Time for the Pentagon to Overhaul Drone Management, New Report Says
As the Pentagon writes a long-term drone plan, the former head of Air Force intelligence has some suggestions.
The U.S. military needs to overhaul the way it buys and manages its larger drones, according to a new report from a retired general who used to oversee Air Force intelligence.
The push comes as the Pentagon puts the finishing touches on a new roadmap for unmanned systems, a plan that is expected to guide the military for the next 25 years.
“We have to treat the remotely piloted aircraft enterprise in a much, much more efficient and effective fashion than we have in the past,” said David Deptula, a retired lieutenant general who is now the dean of the Air Force Association’s Mitchell Institute think tank.
Deptula — who retired in 2010 as the Air Force deputy chief of staff for intelligence, surveillance and reconnaissance — is also pushing to put one office in charge of all of the military’s drones that fly at medium and high altitudes with manned aircraft. In uniform and since his retirement Deptula has pushed for Pentagon leaders and Congress to name the Air Force the executive agent for unmanned aircraft.
Executive agents are appointed by the Secretary of Defense or the deputy to oversee support for operational missions or other designated activities that span two or more services.
Appointing one for medium- and high-altitude drones is a recommendation that was floated by Deptula and the rest of the Air Force — then shot down — a decade ago, when the U.S. military’s fleets of unmanned vehicles were still in their relative nascence. At the time, Army and Navy leaders saw it as a power grab by the Air Force.
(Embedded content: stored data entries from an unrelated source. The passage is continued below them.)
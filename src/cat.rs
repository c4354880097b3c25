//! The cat-style sink: every decoded event becomes at most one text
//! record on a single output stream.
//!
//! Hardware events render as the CSV-ish lines described in
//! [`crate::render`], gated by a class mask; software channels go
//! through the same three-way template logic the fan-out uses. Channels
//! without a template stay silent here; raw payload bytes have no
//! place in a line-oriented stream.

use std::io::Write;

use log::debug;

use crate::msg::{ExceptionEvent, MessageSink, TimeStatus};
use crate::render::{self, HwEventFilter, HwLineBuilder};

/// Software channels addressable from the command line.
pub const NUM_CHANNELS: usize = 32;

/// Message formatter over one output stream.
pub struct CatSink<W: Write> {
    out: W,
    templates: Vec<Option<String>>,
    hw: HwLineBuilder,
}

impl<W: Write> CatSink<W> {
    pub fn new(out: W, hw_filter: HwEventFilter) -> Self {
        let mut templates = Vec::with_capacity(NUM_CHANNELS);
        templates.resize_with(NUM_CHANNELS, || None);
        CatSink {
            out,
            templates,
            hw: HwLineBuilder::new(hw_filter),
        }
    }

    /// Install the format template for a software channel.
    pub fn set_template(&mut self, ch: usize, template: &str) -> bool {
        match self.templates.get_mut(ch) {
            Some(slot) => {
                *slot = Some(template.to_string());
                true
            }
            None => false,
        }
    }

    pub fn get_ref(&self) -> &W {
        &self.out
    }

    /// Failures to write are drops, not errors: the decode loop above
    /// must not stall on a slow or closed output.
    fn emit(&mut self, text: &str) {
        if let Err(e) = self.out.write_all(text.as_bytes()).and_then(|_| self.out.flush()) {
            debug!("output dropped a record: {}", e);
        }
    }

    fn emit_hw(&mut self, line: Option<String>) {
        if let Some(line) = line {
            self.emit(&line);
        }
    }
}

impl<W: Write> MessageSink for CatSink<W> {
    fn software(&mut self, port: u8, len: u8, value: u32) {
        let record = match self.templates.get(usize::from(port)) {
            Some(Some(template)) => render::format_software(template, len, value),
            _ => return,
        };
        self.emit(&record);
    }

    fn pc_sample(&mut self, pc: u32, sleep: bool) {
        let line = self.hw.pc_sample(pc, sleep);
        self.emit_hw(line);
    }

    fn exception(&mut self, number: u16, event: ExceptionEvent) {
        let line = self.hw.exception(number, event);
        self.emit_hw(line);
    }

    fn dwt_event(&mut self, cpi: bool, exc: bool, sleep: bool, lsu: bool, fold: bool, cyc: bool) {
        let line = self.hw.dwt_event(cpi, exc, sleep, lsu, fold, cyc);
        self.emit_hw(line);
    }

    fn data_rw_wp(&mut self, comp: u8, is_write: bool, data: u32) {
        let line = self.hw.data_rw_wp(comp, is_write, data);
        self.emit_hw(line);
    }

    fn data_access_wp(&mut self, comp: u8, data: u32) {
        let line = self.hw.data_access_wp(comp, data);
        self.emit_hw(line);
    }

    fn data_offset_wp(&mut self, comp: u8, offset: u16) {
        let line = self.hw.data_offset_wp(comp, offset);
        self.emit_hw(line);
    }

    fn ni_sync(&mut self, kind: u8, addr: u32) {
        let line = self.hw.ni_sync(kind, addr);
        self.emit_hw(line);
    }

    fn timestamp(&mut self, status: TimeStatus, increment: u32) {
        let line = self.hw.advance_time(status, increment);
        self.emit_hw(line);
    }
}

#[cfg(test)]
mod tests {
    use super::*;
    use crate::msg::ItmMessage;
    use crate::render::HwEventCode;

    fn output(sink: CatSink<Vec<u8>>) -> String {
        String::from_utf8(sink.out).unwrap()
    }

    #[test]
    fn exception_record() {
        let mut sink = CatSink::new(Vec::new(), HwEventFilter::all());
        sink.dispatch(&ItmMessage::Timestamp {
            status: TimeStatus::Synced,
            increment: 500,
        });
        sink.dispatch(&ItmMessage::Exception {
            number: 11,
            event: ExceptionEvent::Enter,
        });

        assert!(output(sink).ends_with("16,500,Enter,SVCall\n"));
    }

    #[test]
    fn templated_software_channel() {
        let mut sink = CatSink::new(Vec::new(), HwEventFilter::none());
        sink.set_template(2, "%c");
        sink.dispatch(&ItmMessage::Software {
            port: 2,
            len: 3,
            value: 0x0043_4241,
        });

        assert_eq!(output(sink), "ABC");
    }

    #[test]
    fn channels_without_templates_stay_silent() {
        let mut sink = CatSink::new(Vec::new(), HwEventFilter::none());
        sink.dispatch(&ItmMessage::Software {
            port: 2,
            len: 4,
            value: 0xDEAD_BEEF,
        });

        assert!(output(sink).is_empty());
    }

    #[test]
    fn class_mask_selects_hardware_events() {
        let mut sink = CatSink::new(
            Vec::new(),
            HwEventFilter::none().with(HwEventCode::PcSample),
        );
        sink.dispatch(&ItmMessage::Exception {
            number: 3,
            event: ExceptionEvent::Enter,
        });
        sink.dispatch(&ItmMessage::PcSample {
            pc: 0x0800_0000,
            sleep: false,
        });

        assert_eq!(output(sink), "17,0,0x08000000\n");
    }

    #[test]
    fn out_of_range_template_slots_are_refused() {
        let mut sink = CatSink::new(Vec::new(), HwEventFilter::none());
        assert!(!sink.set_template(32, "%d"));
        assert!(sink.set_template(31, "%d"));
    }
}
“Perhaps the department has matured to the point that they would entertain this, that there is a motivation to try to get the most out of these systems, to increase our warfighting capacity while promoting service interdependency and the wisest use of tax dollars,” Deptula said Tuesday.
The Air Force has three major medium- and high-altitude drones, which the service calls remotely piloted aircraft. They are the MQ-1 Predator, MQ-9 Reaper and RQ-4 Global Hawk. The Army flies the Grey Eagle, a version of the Predator, while the Navy has the Triton, a version of Global Hawk, and Fire Scout helicopter.
That’s inefficient, Deptula said. The Pentagon should establish an executive agency to “compel unified action” across the services to reduce duplicative acquisition, coordinate research and development, increase interoperability, and reduce maintenance costs.
Related: Should One US Service Rule the Military’s Drones?
Two years ago, Gen. Mark Welsh, then-Air Force chief of staff, said “the debate was contentious when we had it” and probably still would be. “For that reason alone, I don’t think it’s necessary.”
And that hasn’t changed. An Air Force spokeswoman said several of the report’s organizational recommendations would be beneficial, but creating an executive agent to oversee all the Pentagon’s larger drones isn’t one of them.
“Given the services' differences in RPA platforms and their utilization at the strategic and operational levels, such an executive organization is unlikely to create efficiencies or improve operational capability or employment,” said Erika Yepsen, a service spokeswoman.
The study also recommends new military drone technology in which the Pentagon should invest. The military should develop open-system platforms that can carry modular payloads and integrate the larger drones into a “combat cloud” that links them to other autonomous and manned platforms in battle.
Those are both things the U.S. military has been interested for years but has yet to fully pursue, thanks in large part to the fiscal constraints imposed by the Budget Control Act spending caps, Deptula said. Some of the technical capabilities already exist. At last year’s Association of the U.S. Army annual association trade show, Textron Systems showed off Synturion, the latest system to allow one operator to control multiple unmanned vehicles across multiple domains. But they’re not integrated into the military’s current procurement programs, Deptula said.
Other experts say all this discussion of technological improvements and better management of large drones misses the point. The Pentagon should be thinking more comprehensively about the role of autonomy in the battlefield, said Peter Singer, a strategist at New America.
“The main issue for the U.S. military to decide is whether the future is to continue on the pathways of RPAs — large, relatively expensive systems that seek to replace, almost directly, some manned system’s role, with the man in the middle in some way — or is it one where we use different designs in different ways, such as via swarms of autonomous and even cheap, disposable drones,” he said. “To make a parallel to 100 years back: Is the future just more ‘horseless carriages’ or the Blitzkrieg that combined tanks, planes, and the radio?”